Elza e Garrincha se separaram em 1982 após um relacionamento conturbado que envolvia vício em álcool e violência doméstica. Com a morte do jogador em 1983, a cantora ficou depressiva e cogitou o suicídio. Ela conseguiu se reerguer após quatro anos, quando voltou a gravar.

O filho Garrinchinha, o único dela com o atleta, morreu em acidente de carro em 1986, aos 9 anos. O 4º filho da cantora a morrer foi Gilson, aos 59 anos, em 2015.

"A única coisa do passado que ainda me machuca é a perda dos meus quatro filhos. O resto tiro de letra. Mas filho é uma ferida aberta que não cicatriza. Estará sempre presente", afirmou Elza.

Em 1999, a cantora sofreu uma queda durante um show no Rio e passou a se locomover de cadeira de rodas —ela passou por cirurgias na coluna vertebral e na lombar por causa do acidente. Nos últimos anos, ela era sempre vista publicamente usando cadeira de rodas e se apresentava sentada nos shows.

Elza era ainda uma defensora da vacina. No início de dezembro, ela anunciou que estava com Covid e fez um apelo para a importância dos imunizantes. A cantora não teve sintomas e já estava com a dose de reforço.
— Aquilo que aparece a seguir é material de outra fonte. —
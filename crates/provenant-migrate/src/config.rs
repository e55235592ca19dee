//! Configuration for the Migrator

use crate::error::ConfigError;
use serde::{Deserialize, Serialize};
use std::path::Path;

/// Configuration for the Migrator
///
/// # Examples
///
/// ```
/// use provenant_migrate::MigrationConfig;
///
/// let config = MigrationConfig::from_toml("record_ordering_claims = true").unwrap();
/// assert!(config.record_ordering_claims);
/// assert!(config.migrate_participation);
/// assert_eq!(config.default_trust, 1.0);
/// ```
#[derive(Debug, Clone, PartialEq, Serialize, Deserialize)]
#[serde(default)]
pub struct MigrationConfig {
    /// Trust given to a document whose legacy row has no `source_trust`
    /// Default: 1.0
    pub default_trust: f64,

    /// Write an inferred, approved provenance record for each claim's
    /// narrative and chronological position
    /// Default: false
    pub record_ordering_claims: bool,

    /// Turn legacy claim/entity participation rows into `involved_in` edges
    /// Default: true
    pub migrate_participation: bool,
}

impl Default for MigrationConfig {
    fn default() -> Self {
        Self {
            default_trust: 1.0,
            record_ordering_claims: false,
            migrate_participation: true,
        }
    }
}

impl MigrationConfig {
    /// Parse from TOML text and validate
    pub fn from_toml(toml_str: &str) -> Result<Self, ConfigError> {
        let config: Self = toml::from_str(toml_str)?;
        config.validate()?;
        Ok(config)
    }

    /// Load from a TOML file and validate
    pub fn from_file<P: AsRef<Path>>(path: P) -> Result<Self, ConfigError> {
        let contents = std::fs::read_to_string(path)?;
        Self::from_toml(&contents)
    }

    /// Validate the configuration
    pub fn validate(&self) -> Result<(), ConfigError> {
        if !(0.0..=1.0).contains(&self.default_trust) {
            return Err(ConfigError::Invalid {
                field: "default_trust",
                reason: format!("{} out of range [0.0, 1.0]", self.default_trust),
            });
        }
        Ok(())
    }
}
"Você precisa escutar isso e somente eu posso te contar. Fui um susto pavoroso, mas, ao mesmo tempo, uma experiência que passei sem qualquer sintoma e venci o vírus!", iniciou ela.

"Eu tive Covid, gente, e as vacinas salvaram minha vida. Fiz questão de gravar esse depoimento, de mostrar meu exemplo para pedir para vocês que vacinem-se!", pediu.

"Por favor, vacinem-se! Essa doença horrorosa é muito perigosa. Viva a ciência", finalizou.